# Breeding Cock to Daughter



## meatcutterss1 (Oct 17, 2011)

When I bought my pair of Racers, the breeder told me to use the Cock's side of the two birds to build a racng team. Because the Cock's family is much stronger than the hen. I have one daugther from him so far. She is about 6 months old. Have 1 YB & 2 squeakers that are to young to tell their sex. Plus 2 Cocks that are about 8 months old. What I want to do get the best racers from this Cock's bloodlines. What would be the best way to use the Cock's daughter(s) to breed back to him ? Thank You Ed


----------



## MH Flyer (Nov 7, 2012)

Good morning meatcutterss1 found this web-site might help.

http://www.pigeonracingpigeon.com/w...-correct-line-breeding-fixing-champion-blood/


----------



## meatcutterss1 (Oct 17, 2011)

MH Flyer: Thank You


----------



## Xueoo (Nov 20, 2009)

Breeding father/daughter/granddaughter/greatgranddaughter, etc is line breeding. The idea is to concentrate the genes to one side like taking a cup of 1/2 water and 1/2 juice and adding either more water or more juice to the mix. If you do it enough, you'll get either all water or all juice. Same concept.


----------



## lawman (Jul 19, 2005)

meatcutterss1 said:


> When I bought my pair of Racers, the breeder told me to use the Cock's side of the two birds to build a racng team. Because the Cock's family is much stronger than the hen. I have one daugther from him so far. She is about 6 months old. Have 1 YB & 2 squeakers that are to young to tell their sex. Plus 2 Cocks that are about 8 months old. What I want to do get the best racers from this Cock's bloodlines. What would be the best way to use the Cock's daughter(s) to breed back to him ? Thank You Ed


If the hen is genetically inferior why use her?
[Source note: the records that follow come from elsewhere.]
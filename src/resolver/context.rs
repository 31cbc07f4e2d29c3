// src/resolver/context.rs

//! Per-operation resolution policy.
//!
//! One `ResolutionContext` is created per public operation and owns that
//! operation's gather cache; nothing here is process-global.

use crate::source::GatherCache;
use crate::version::{DependencyBehavior, VersionConstraints};

/// Policy bundle for one resolution: dependency behavior, prerelease and
/// unlisted admission, exact-segment constraints, and the gather cache.
#[derive(Debug, Default)]
pub struct ResolutionContext {
    pub dependency_behavior: DependencyBehavior,
    pub include_prerelease: bool,
    pub include_unlisted: bool,
    pub version_constraints: VersionConstraints,
    pub gather_cache: GatherCache,
}

impl ResolutionContext {
    pub fn new(dependency_behavior: DependencyBehavior) -> Self {
        Self {
            dependency_behavior,
            ..Self::default()
        }
    }

    pub fn with_prerelease(mut self, include: bool) -> Self {
        self.include_prerelease = include;
        self
    }

    pub fn with_unlisted(mut self, include: bool) -> Self {
        self.include_unlisted = include;
        self
    }

    pub fn with_constraints(mut self, constraints: VersionConstraints) -> Self {
        self.version_constraints = constraints;
        self
    }

    /// Whether this context pins every segment: the reinstall mode.
    pub fn is_reinstall(&self) -> bool {
        self.version_constraints
            .contains(VersionConstraints::EXACT_ALL)
    }
}
// tests/common/mod.rs

//! Shared fixtures for the end-to-end scenario tests.
//!
//! Builds an in-memory feed, a tempdir-backed solution store, and a test
//! project wired to a recording project system.

use async_trait::async_trait;
use nupack::package::{
    MetadataDependency, MetadataDependencyGroup, PackageBuilder, PackageMetadata,
};
use nupack::{
    Framework, PackageIdentity, PackageManager, Project, ProjectSystem, Result, SolutionManager,
    SourceGateway,
};
use nupack::source::InMemorySource;
use std::path::PathBuf;
use std::sync::atomic::AtomicUsize;
use std::sync::{Arc, Mutex};
use tempfile::TempDir;

/// Project system that records what the applier hands it.
#[derive(Default)]
pub struct RecordingSystem {
    pub added: Mutex<Vec<String>>,
    pub removed: Mutex<Vec<String>>,
    pub redirects: AtomicUsize,
}

#[async_trait]
impl ProjectSystem for RecordingSystem {
    async fn add_references(&self, identity: &PackageIdentity, _items: &[PathBuf]) -> Result<()> {
        self.added.lock().unwrap().push(identity.to_string());
        Ok(())
    }

    async fn remove_references(
        &self,
        identity: &PackageIdentity,
        _items: &[PathBuf],
    ) -> Result<()> {
        self.removed.lock().unwrap().push(identity.to_string());
        Ok(())
    }

    async fn write_binding_redirects(&self) -> Result<()> {
        self.redirects
            .fetch_add(1, std::sync::atomic::Ordering::SeqCst);
        Ok(())
    }
}

pub struct Harness {
    pub dir: TempDir,
    pub manager: PackageManager,
    pub project: Arc<Project>,
    pub system: Arc<RecordingSystem>,
}

pub fn ident(id: &str, version: &str) -> PackageIdentity {
    PackageIdentity::new(id, version.parse().unwrap())
}

/// Build package container bytes with a flat dependency list.
pub fn package(id: &str, version: &str, deps: &[(&str, &str)]) -> Vec<u8> {
    let mut meta = PackageMetadata::new(id, &version.parse().unwrap());
    if !deps.is_empty() {
        meta.dependency_groups.push(MetadataDependencyGroup {
            target_framework: None,
            dependencies: deps
                .iter()
                .map(|(dep_id, range)| MetadataDependency {
                    id: dep_id.to_string(),
                    range: range.to_string(),
                })
                .collect(),
        });
    }
    PackageBuilder::new(meta)
        .file(
            format!("lib/net45/{id}.dll"),
            format!("{id} {version}").into_bytes(),
        )
        .build()
        .unwrap()
}

/// A solution with one project and one in-memory source.
pub async fn harness(project_name: &str, packages: Vec<Vec<u8>>) -> Harness {
    let dir = tempfile::tempdir().unwrap();

    let mut source = InMemorySource::new("test-feed", "memory://test-feed");
    for bytes in packages {
        source.add_package_bytes(bytes).unwrap();
    }
    let gateway =
        SourceGateway::new(vec![Arc::new(source) as Arc<dyn nupack::source::Source>]);

    let solution = SolutionManager::new(dir.path().join("packages"));
    let system = Arc::new(RecordingSystem::default());
    let project = Arc::new(Project::new(
        project_name,
        Framework::parse("net45").unwrap(),
        dir.path().join(project_name).join("packages.config"),
        system.clone(),
    ));
    solution.add_project(project.clone()).await;

    Harness {
        dir,
        manager: PackageManager::new(gateway, solution),
        project,
        system,
    }
}

/// Manifest entry identities in manifest order, rendered `id/version`.
pub async fn manifest_entries(project: &Project) -> Vec<String> {
    project
        .installed_packages()
        .await
        .unwrap()
        .iter()
        .map(|r| r.identity.to_string())
        .collect()
}
// src/source/gateway.rs

//! Multi-source composition with failover.
//!
//! Version listings union across sources; dependency info and package
//! fetches probe sources in declared order and take the first hit. A
//! failing source is logged and skipped; only when every source fails does
//! the error surface.

use crate::error::{Error, Result};
use crate::framework::Framework;
use crate::identity::PackageIdentity;
use crate::source::{GatherCache, GatherKey, PackageSource, ResolvedDependencyInfo, Source};
use crate::version::PackageVersion;
use std::sync::Arc;
use tokio_util::sync::CancellationToken;
use tracing::{debug, warn};

/// Ordered composition of package sources.
pub struct SourceGateway {
    sources: Vec<Arc<dyn Source>>,
}

impl SourceGateway {
    pub fn new(sources: Vec<Arc<dyn Source>>) -> Self {
        Self { sources }
    }

    pub fn sources(&self) -> &[Arc<dyn Source>] {
        &self.sources
    }

    /// Union of versions across all sources, deduplicated and sorted
    /// ascending. Individual source failures are recoverable; if every
    /// source fails the last error surfaces.
    pub async fn list_versions(
        &self,
        id: &str,
        include_unlisted: bool,
        cancel: &CancellationToken,
    ) -> Result<Vec<PackageVersion>> {
        let mut versions: Vec<PackageVersion> = Vec::new();
        let mut failures = 0usize;
        let mut last_error = None;

        for source in &self.sources {
            ensure_active(cancel)?;
            match source.list_versions(id, include_unlisted).await {
                Ok(found) => {
                    for v in found {
                        if !versions.contains(&v) {
                            versions.push(v);
                        }
                    }
                }
                Err(e) => {
                    warn!(
                        source = %source.package_source(),
                        id,
                        error = %e,
                        "source failed to list versions"
                    );
                    failures += 1;
                    last_error = Some(e);
                }
            }
        }

        if failures == self.sources.len() {
            if let Some(e) = last_error {
                return Err(Error::SourceUnavailable {
                    detail: format!("listing versions of '{id}': {e}"),
                });
            }
        }

        versions.sort();
        Ok(versions)
    }

    /// Probe sources in declared order for dependency info, first hit wins.
    /// Results flow through the gather cache keyed per source.
    pub async fn dependency_info(
        &self,
        identity: &PackageIdentity,
        framework: &Framework,
        cache: &GatherCache,
        cancel: &CancellationToken,
    ) -> Result<Option<ResolvedDependencyInfo>> {
        let mut failures = 0usize;
        let mut last_error = None;

        for source in &self.sources {
            ensure_active(cancel)?;
            let package_source = source.package_source().clone();
            let key = GatherKey {
                source_url: package_source.url.clone(),
                identity: identity.clone(),
                framework: framework.clone(),
            };
            let fetched = cache
                .get_or_fetch(key, || {
                    let source = Arc::clone(source);
                    let identity = identity.clone();
                    let framework = framework.clone();
                    async move { source.dependency_info(&identity, &framework).await }
                })
                .await;

            match fetched {
                Ok(Some(mut info)) => {
                    debug!(identity = %identity, source = %package_source, "dependency info found");
                    info.source = Some(package_source);
                    return Ok(Some(info));
                }
                Ok(None) => {}
                Err(e) => {
                    warn!(
                        source = %package_source,
                        identity = %identity,
                        error = %e,
                        "source failed to provide dependency info"
                    );
                    failures += 1;
                    last_error = Some(e);
                }
            }
        }

        if !self.sources.is_empty() && failures == self.sources.len() {
            if let Some(e) = last_error {
                return Err(Error::SourceUnavailable {
                    detail: format!("gathering dependency info for '{identity}': {e}"),
                });
            }
        }

        Ok(None)
    }

    /// Fetch package bytes with failover, attributing the winning source.
    pub async fn fetch_package(
        &self,
        identity: &PackageIdentity,
        cancel: &CancellationToken,
    ) -> Result<(Vec<u8>, PackageSource)> {
        let mut failures = 0usize;
        let mut last_error = None;

        for source in &self.sources {
            ensure_active(cancel)?;
            match source.fetch_package(identity).await {
                Ok(bytes) => {
                    debug!(identity = %identity, source = %source.package_source(), "fetched package");
                    return Ok((bytes, source.package_source().clone()));
                }
                Err(e) => {
                    if !matches!(e, Error::PackageNotFound { .. }) {
                        warn!(
                            source = %source.package_source(),
                            identity = %identity,
                            error = %e,
                            "source failed to fetch package"
                        );
                        failures += 1;
                    }
                    last_error = Some(e);
                }
            }
        }

        if !self.sources.is_empty() && failures == self.sources.len() {
            // Every source hard-failed; the identity may well exist.
            if let Some(e) = last_error {
                return Err(Error::SourceUnavailable {
                    detail: format!("fetching '{identity}': {e}"),
                });
            }
        }

        Err(Error::PackageNotFound {
            identity: identity.to_string(),
        })
    }

    /// The greatest version of `id` across sources that passes the
    /// prerelease/unlisted policy, or `None`. No prerelease fallback: when
    /// the policy forbids prereleases and only prereleases exist, this is
    /// `None`.
    pub async fn latest_version(
        &self,
        id: &str,
        include_prerelease: bool,
        include_unlisted: bool,
        cancel: &CancellationToken,
    ) -> Result<Option<PackageVersion>> {
        let versions = self.list_versions(id, include_unlisted, cancel).await?;
        Ok(versions
            .into_iter()
            .filter(|v| include_prerelease || !v.is_prerelease())
            .max())
    }
}

fn ensure_active(cancel: &CancellationToken) -> Result<()> {
    if cancel.is_cancelled() {
        return Err(Error::Cancelled);
    }
    Ok(())
}

#[cfg(test)]
mod tests {
    use super::*;
    use crate::package::{PackageBuilder, PackageMetadata};
    use crate::source::InMemorySource;
    use async_trait::async_trait;

    struct FailingSource {
        source: PackageSource,
    }

    #[async_trait]
    impl Source for FailingSource {
        fn package_source(&self) -> &PackageSource {
            &self.source
        }

        async fn list_versions(&self, _id: &str, _include_unlisted: bool) -> Result<Vec<PackageVersion>> {
            Err(Error::SourceUnavailable {
                detail: "feed offline".to_string(),
            })
        }

        async fn dependency_info(
            &self,
            _identity: &PackageIdentity,
            _framework: &Framework,
        ) -> Result<Option<ResolvedDependencyInfo>> {
            Err(Error::SourceUnavailable {
                detail: "feed offline".to_string(),
            })
        }

        async fn fetch_package(&self, _identity: &PackageIdentity) -> Result<Vec<u8>> {
            Err(Error::SourceUnavailable {
                detail: "feed offline".to_string(),
            })
        }
    }

    fn memory_source(name: &str, packages: &[(&str, &str)]) -> Arc<dyn Source> {
        let mut source = InMemorySource::new(name, format!("https://{name}.example/v3"));
        for (id, version) in packages {
            let meta = PackageMetadata::new(*id, &version.parse().unwrap());
            source
                .add_package_bytes(PackageBuilder::new(meta).build().unwrap())
                .unwrap();
        }
        Arc::new(source)
    }

    fn ident(id: &str, version: &str) -> PackageIdentity {
        PackageIdentity::new(id, version.parse().unwrap())
    }

    #[tokio::test]
    async fn test_list_versions_unions_and_dedupes() {
        let gateway = SourceGateway::new(vec![
            memory_source("alpha", &[("jQuery", "1.4.4"), ("jQuery", "1.6.4")]),
            memory_source("beta", &[("jQuery", "1.6.4"), ("jQuery", "2.0.0")]),
        ]);

        let versions = gateway
            .list_versions("jquery", false, &CancellationToken::new())
            .await
            .unwrap();
        let rendered: Vec<String> = versions.iter().map(|v| v.to_string()).collect();
        assert_eq!(rendered, vec!["1.4.4", "1.6.4", "2.0.0"]);
    }

    #[tokio::test]
    async fn test_one_failing_source_is_recoverable() {
        let failing: Arc<dyn Source> = Arc::new(FailingSource {
            source: PackageSource::new("down", "https://down.example/v3"),
        });
        let gateway = SourceGateway::new(vec![failing, memory_source("up", &[("a", "1.0.0")])]);

        let versions = gateway
            .list_versions("a", false, &CancellationToken::new())
            .await
            .unwrap();
        assert_eq!(versions.len(), 1);
    }

    #[tokio::test]
    async fn test_all_sources_failing_bubbles() {
        let gateway = SourceGateway::new(vec![Arc::new(FailingSource {
            source: PackageSource::new("down", "https://down.example/v3"),
        }) as Arc<dyn Source>]);

        let err = gateway
            .list_versions("a", false, &CancellationToken::new())
            .await
            .unwrap_err();
        assert!(matches!(err, Error::SourceUnavailable { .. }));
    }

    #[tokio::test]
    async fn test_dependency_info_first_hit_wins_and_attributes() {
        let gateway = SourceGateway::new(vec![
            memory_source("alpha", &[("a", "1.0.0")]),
            memory_source("beta", &[("a", "1.0.0")]),
        ]);
        let cache = GatherCache::new();

        let info = gateway
            .dependency_info(
                &ident("a", "1.0.0"),
                &Framework::Any,
                &cache,
                &CancellationToken::new(),
            )
            .await
            .unwrap()
            .unwrap();
        assert_eq!(info.source.unwrap().url, "https://alpha.example/v3");
    }

    #[tokio::test]
    async fn test_latest_version_respects_prerelease_policy() {
        let gateway = SourceGateway::new(vec![memory_source("alpha", &[("a", "2.0.0-beta.1")])]);
        let cancel = CancellationToken::new();

        let stable = gateway.latest_version("a", false, false, &cancel).await.unwrap();
        assert!(stable.is_none());

        let pre = gateway.latest_version("a", true, false, &cancel).await.unwrap();
        assert_eq!(pre.unwrap().to_string(), "2.0.0-beta.1");
    }

    #[tokio::test]
    async fn test_cancellation_short_circuits() {
        let gateway = SourceGateway::new(vec![memory_source("alpha", &[("a", "1.0.0")])]);
        let cancel = CancellationToken::new();
        cancel.cancel();

        let err = gateway.list_versions("a", false, &cancel).await.unwrap_err();
        assert!(matches!(err, Error::Cancelled));
    }

    #[tokio::test]
    async fn test_fetch_package_not_found() {
        let gateway = SourceGateway::new(vec![memory_source("alpha", &[("a", "1.0.0")])]);
        let err = gateway
            .fetch_package(&ident("missing", "1.0.0"), &CancellationToken::new())
            .await
            .unwrap_err();
        assert!(matches!(err, Error::PackageNotFound { .. }));
    }
}
impl ActionPlanner {
    /// Diff `resolution` against `installed` into an ordered plan.
    ///
    /// Ids present on one side only become a single action; ids whose
    /// version changed become an uninstall of the old identity plus an
    /// install of the new one. Identical versions produce nothing unless
    /// `force_reinstall` asks for the uninstall+install pair.
    pub fn plan_changes(
        installed: &[PackageReference],
        resolution: &Resolution,
        force_reinstall: bool,
    ) -> Result<ActionPlan> {
        let installed_map: BTreeMap<String, &PackageReference> = installed
            .iter()
            .map(|r| (id_key(&r.identity.id), r))
            .collect();
        let resolved_map: BTreeMap<String, &ResolvedPackage> = resolution
            .packages
            .iter()
            .map(|p| (id_key(&p.identity.id), p))
            .collect();

        let mut uninstall_keys: BTreeSet<String> = BTreeSet::new();
        let mut install_keys: BTreeSet<String> = BTreeSet::new();

        for (key, reference) in &installed_map {
            match resolved_map.get(key) {
                None => {
                    uninstall_keys.insert(key.clone());
                }
                Some(resolved) => {
                    if force_reinstall
                        || resolved.identity.version != reference.identity.version
                    {
                        uninstall_keys.insert(key.clone());
                        install_keys.insert(key.clone());
                    }
                }
            }
        }
        for key in resolved_map.keys() {
            if !installed_map.contains_key(key) {
                install_keys.insert(key.clone());
            }
        }

        // Order over the DAG restricted to the affected ids; pre-existing
        // cycles among untouched packages never enter the picture.
        let affected: BTreeSet<String> = uninstall_keys
            .union(&install_keys)
            .cloned()
            .collect();
        let mut graph = DependencyGraph::new();
        for key in &affected {
            let (identity, dependencies) = match resolved_map.get(key) {
                Some(resolved) => (resolved.identity.clone(), resolved.dependencies.clone()),
                None => (installed_map[key].identity.clone(), Vec::new()),
            };
            graph.add_node(identity, dependencies);
        }

        let mut actions = Vec::new();
        for identity in graph.dependent_order()? {
            let key = id_key(&identity.id);
            if uninstall_keys.contains(&key) {
                actions.push(ProjectAction::Uninstall {
                    identity: installed_map[&key].identity.clone(),
                });
            }
        }
        for identity in graph.dependency_order()? {
            let key = id_key(&identity.id);
            if install_keys.contains(&key) {
                let resolved = resolved_map[&key];
                actions.push(ProjectAction::Install {
                    identity: resolved.identity.clone(),
                    source: resolved.source.clone(),
                });
            }
        }

        let plan = ActionPlan::new(actions);
        debug!(summary = ?plan.summary(), "planned project changes");
        Ok(plan)
    }

    /// Reinstall: an uninstall+install pair for every installed package at
    /// its current version, ordered like any other plan. `local` supplies
    /// the dependency edges (typically read from the store).
    pub fn plan_reinstall(
        installed: &[PackageReference],
        local: &[ResolvedPackage],
    ) -> Result<ActionPlan> {
        let resolution = Resolution {
            packages: local.to_vec(),
        };
        Self::plan_changes(installed, &resolution, true)
    }

    /// Plan the uninstall of `id`, honoring the dependent guard and the
    /// `remove_dependencies`/`force_remove` options.
    pub fn plan_uninstall(
        installed: &[PackageReference],
        local: &[ResolvedPackage],
        id: &str,
        options: &UninstallationContext,
    ) -> Result<ActionPlan> {
        let target_key = id_key(id);
        let installed_map: BTreeMap<String, &PackageReference> = installed
            .iter()
            .map(|r| (id_key(&r.identity.id), r))
            .collect();
        let Some(target) = installed_map.get(&target_key) else {
            return Err(Error::PackageNotFound {
                identity: id.to_string(),
            });
        };

        // Full graph over the installed set for dependent queries.
        let mut graph = DependencyGraph::new();
        for (key, reference) in &installed_map {
            let dependencies = local
                .iter()
                .find(|p| id_key(&p.identity.id) == *key)
                .map(|p| p.dependencies.clone())
                .unwrap_or_default();
            graph.add_node(reference.identity.clone(), dependencies);
        }

        let mut removal: BTreeSet<String> = BTreeSet::new();
        removal.insert(target_key.clone());

        if options.remove_dependencies {
            expand_to_orphans(&graph, &mut removal, &target_key);
        }

        if !options.force_remove {
            for key in &removal {
                for dependent in graph.direct_dependents(key) {
                    if !removal.contains(&id_key(&dependent.id)) {
                        return Err(Error::PackageHasDependents {
                            identity: installed_map[key].identity.to_string(),
                            dependent: dependent.to_string(),
                        });
                    }
                }
            }
        }

        // Order dependents-first over the DAG restricted to the removal
        // set.
        let mut restricted = DependencyGraph::new();
        for key in &removal {
            let dependencies = graph
                .get(key)
                .map(|n| n.dependencies.clone())
                .unwrap_or_default();
            restricted.add_node(installed_map[key].identity.clone(), dependencies);
        }

        let actions: Vec<ProjectAction> = restricted
            .dependent_order()?
            .into_iter()
            .map(|identity| ProjectAction::Uninstall { identity })
            .collect();

        debug!(target = %target.identity, count = actions.len(), "planned uninstall");
        Ok(ActionPlan::new(actions))
    }
}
For example I could take a super Cock Bird and mate it to Oh lets say a Fantail. It will take Till ether the 4th or 5th generation of strict linebreeding (father to daughter, to grand daughter, ect.) to remove the traights of the inferior (for racing purposes) fantail. It will take till generation 7 to get a bird that is genetically 99% or origianl superbird. it will take 20 generations of strict inbreeding to get to 99.9999 % pure.

So if the hen is inferior to the cock obtain a hen that is his equal. By this I mean a hen that he will click with and give you top performing birds. 

You will be way ahead of the curve and then you can use a combination of in breeding and line breeding to continue reproducing top quality youngsters. 

Just a thought,

Lawman


----------



## meatcutterss1 (Oct 17, 2011)

Thank You Xueoo, & Lawman. Now I understand he breedin process more. Now here is one more question . There is Red Grizzle Hen that I like so much. She is white & has red specks all over. I have a really nice all White Cock. How many geneations would it take for them to have solid white offsprings ?


----------



## lawman (Jul 19, 2005)

meatcutterss1 said:


> Thank You Xueoo, & Lawman. Now I understand he breedin process more. Now here is one more question . There is Red Grizzle Hen that I like so much. She is white & has red specks all over. I have a really nice all White Cock. How many geneations would it take for them to have solid white offsprings ?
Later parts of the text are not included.